I need the lines below from the one with "#[derive(Debug)]" down to the one with "distinct peers have been" reproduced exactly, both ends included, and nothing else.

**Recorded data**.
▼

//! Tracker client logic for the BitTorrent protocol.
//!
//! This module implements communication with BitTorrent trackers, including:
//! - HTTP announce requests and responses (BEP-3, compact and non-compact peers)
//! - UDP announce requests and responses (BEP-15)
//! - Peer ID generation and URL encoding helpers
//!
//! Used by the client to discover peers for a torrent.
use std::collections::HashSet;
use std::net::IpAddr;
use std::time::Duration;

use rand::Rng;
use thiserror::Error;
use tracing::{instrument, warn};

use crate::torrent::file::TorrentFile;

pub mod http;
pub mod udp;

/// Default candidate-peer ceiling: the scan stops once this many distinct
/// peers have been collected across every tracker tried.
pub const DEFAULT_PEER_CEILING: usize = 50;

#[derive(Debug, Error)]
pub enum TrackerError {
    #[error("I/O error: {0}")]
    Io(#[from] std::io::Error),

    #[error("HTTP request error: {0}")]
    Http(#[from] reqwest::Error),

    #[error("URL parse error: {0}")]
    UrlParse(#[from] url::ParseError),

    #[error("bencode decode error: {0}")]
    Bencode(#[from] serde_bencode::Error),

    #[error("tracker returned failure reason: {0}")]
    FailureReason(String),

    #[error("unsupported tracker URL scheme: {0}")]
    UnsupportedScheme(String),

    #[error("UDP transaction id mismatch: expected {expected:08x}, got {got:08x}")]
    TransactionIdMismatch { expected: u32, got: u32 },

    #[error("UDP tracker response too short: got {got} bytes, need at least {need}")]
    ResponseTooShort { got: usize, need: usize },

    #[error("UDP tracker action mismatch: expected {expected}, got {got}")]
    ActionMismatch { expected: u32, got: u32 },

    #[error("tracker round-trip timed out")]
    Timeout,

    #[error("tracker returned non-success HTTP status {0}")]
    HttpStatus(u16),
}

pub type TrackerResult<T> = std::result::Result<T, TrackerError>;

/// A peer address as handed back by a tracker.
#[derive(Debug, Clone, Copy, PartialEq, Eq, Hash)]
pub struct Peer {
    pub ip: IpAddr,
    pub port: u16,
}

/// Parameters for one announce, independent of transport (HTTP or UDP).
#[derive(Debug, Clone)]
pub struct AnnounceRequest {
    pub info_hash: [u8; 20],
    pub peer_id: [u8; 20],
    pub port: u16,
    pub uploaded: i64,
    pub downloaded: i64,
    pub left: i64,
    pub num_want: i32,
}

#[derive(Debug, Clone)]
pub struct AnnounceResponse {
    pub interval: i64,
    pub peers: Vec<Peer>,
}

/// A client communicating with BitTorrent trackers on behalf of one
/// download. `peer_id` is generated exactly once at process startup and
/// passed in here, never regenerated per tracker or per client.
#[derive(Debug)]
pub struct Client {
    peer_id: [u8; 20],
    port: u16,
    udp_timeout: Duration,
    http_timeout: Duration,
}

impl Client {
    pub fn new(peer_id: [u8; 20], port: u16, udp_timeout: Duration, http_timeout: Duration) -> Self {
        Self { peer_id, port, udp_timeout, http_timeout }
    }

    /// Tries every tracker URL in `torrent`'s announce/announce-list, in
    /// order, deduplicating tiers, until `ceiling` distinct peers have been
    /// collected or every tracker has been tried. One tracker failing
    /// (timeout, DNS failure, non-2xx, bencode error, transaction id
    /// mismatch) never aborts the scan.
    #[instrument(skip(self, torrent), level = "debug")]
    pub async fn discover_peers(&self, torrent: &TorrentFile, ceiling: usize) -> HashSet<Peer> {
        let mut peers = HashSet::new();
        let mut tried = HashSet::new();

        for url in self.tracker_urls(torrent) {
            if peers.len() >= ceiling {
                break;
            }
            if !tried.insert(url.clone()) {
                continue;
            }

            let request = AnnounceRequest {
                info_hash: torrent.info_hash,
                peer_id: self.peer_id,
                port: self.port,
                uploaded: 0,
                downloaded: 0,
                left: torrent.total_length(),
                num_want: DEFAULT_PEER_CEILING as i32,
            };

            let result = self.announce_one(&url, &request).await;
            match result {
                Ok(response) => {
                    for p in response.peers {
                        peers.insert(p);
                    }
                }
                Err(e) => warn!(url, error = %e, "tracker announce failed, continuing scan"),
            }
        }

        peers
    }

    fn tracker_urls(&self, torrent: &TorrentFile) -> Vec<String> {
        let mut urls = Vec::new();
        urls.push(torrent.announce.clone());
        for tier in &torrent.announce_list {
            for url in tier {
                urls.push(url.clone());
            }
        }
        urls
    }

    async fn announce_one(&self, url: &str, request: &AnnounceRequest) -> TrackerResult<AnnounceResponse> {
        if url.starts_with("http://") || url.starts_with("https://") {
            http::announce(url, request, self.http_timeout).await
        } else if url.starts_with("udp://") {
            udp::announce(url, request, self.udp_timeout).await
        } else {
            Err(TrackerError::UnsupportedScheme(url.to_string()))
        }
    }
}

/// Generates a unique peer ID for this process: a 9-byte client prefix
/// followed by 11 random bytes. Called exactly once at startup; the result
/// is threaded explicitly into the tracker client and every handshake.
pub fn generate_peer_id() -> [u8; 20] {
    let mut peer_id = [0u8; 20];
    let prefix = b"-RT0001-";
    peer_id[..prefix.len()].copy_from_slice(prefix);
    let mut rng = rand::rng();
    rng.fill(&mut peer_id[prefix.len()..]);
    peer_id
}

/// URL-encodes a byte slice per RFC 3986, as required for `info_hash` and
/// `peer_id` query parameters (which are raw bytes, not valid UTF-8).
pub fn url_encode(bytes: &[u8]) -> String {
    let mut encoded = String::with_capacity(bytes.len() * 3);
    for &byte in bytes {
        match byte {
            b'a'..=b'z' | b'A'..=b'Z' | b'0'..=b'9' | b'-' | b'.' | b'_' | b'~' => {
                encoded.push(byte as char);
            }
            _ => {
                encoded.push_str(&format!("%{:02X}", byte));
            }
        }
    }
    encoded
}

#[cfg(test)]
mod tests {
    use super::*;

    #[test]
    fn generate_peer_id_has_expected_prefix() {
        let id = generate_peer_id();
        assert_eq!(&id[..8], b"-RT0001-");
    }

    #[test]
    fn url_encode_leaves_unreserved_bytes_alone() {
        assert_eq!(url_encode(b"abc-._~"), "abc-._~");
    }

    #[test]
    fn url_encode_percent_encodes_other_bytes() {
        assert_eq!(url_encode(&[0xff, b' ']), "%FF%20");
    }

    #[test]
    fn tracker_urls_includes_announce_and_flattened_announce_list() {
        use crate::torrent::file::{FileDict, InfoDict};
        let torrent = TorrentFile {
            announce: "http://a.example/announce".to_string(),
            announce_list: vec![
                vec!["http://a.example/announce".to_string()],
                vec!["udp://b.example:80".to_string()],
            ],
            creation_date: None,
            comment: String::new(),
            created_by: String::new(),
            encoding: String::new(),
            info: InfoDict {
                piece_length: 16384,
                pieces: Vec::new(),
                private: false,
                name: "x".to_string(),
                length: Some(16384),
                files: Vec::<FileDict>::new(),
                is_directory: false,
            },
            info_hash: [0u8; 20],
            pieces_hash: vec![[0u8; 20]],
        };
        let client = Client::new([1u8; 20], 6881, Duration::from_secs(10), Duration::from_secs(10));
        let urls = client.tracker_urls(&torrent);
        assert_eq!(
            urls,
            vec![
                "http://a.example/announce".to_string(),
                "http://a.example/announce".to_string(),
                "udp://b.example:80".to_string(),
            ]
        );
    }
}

▲

**Answer to this exercise**.
#[derive(Debug)]
pub struct Client {
    peer_id: [u8; 20],
    port: u16,
    udp_timeout: Duration,
    http_timeout: Duration,
}

impl Client {
    pub fn new(peer_id: [u8; 20], port: u16, udp_timeout: Duration, http_timeout: Duration) -> Self {
        Self { peer_id, port, udp_timeout, http_timeout }
    }

    /// Tries every tracker URL in `torrent`'s announce/announce-list, in
    /// order, deduplicating tiers, until `ceiling` distinct peers have been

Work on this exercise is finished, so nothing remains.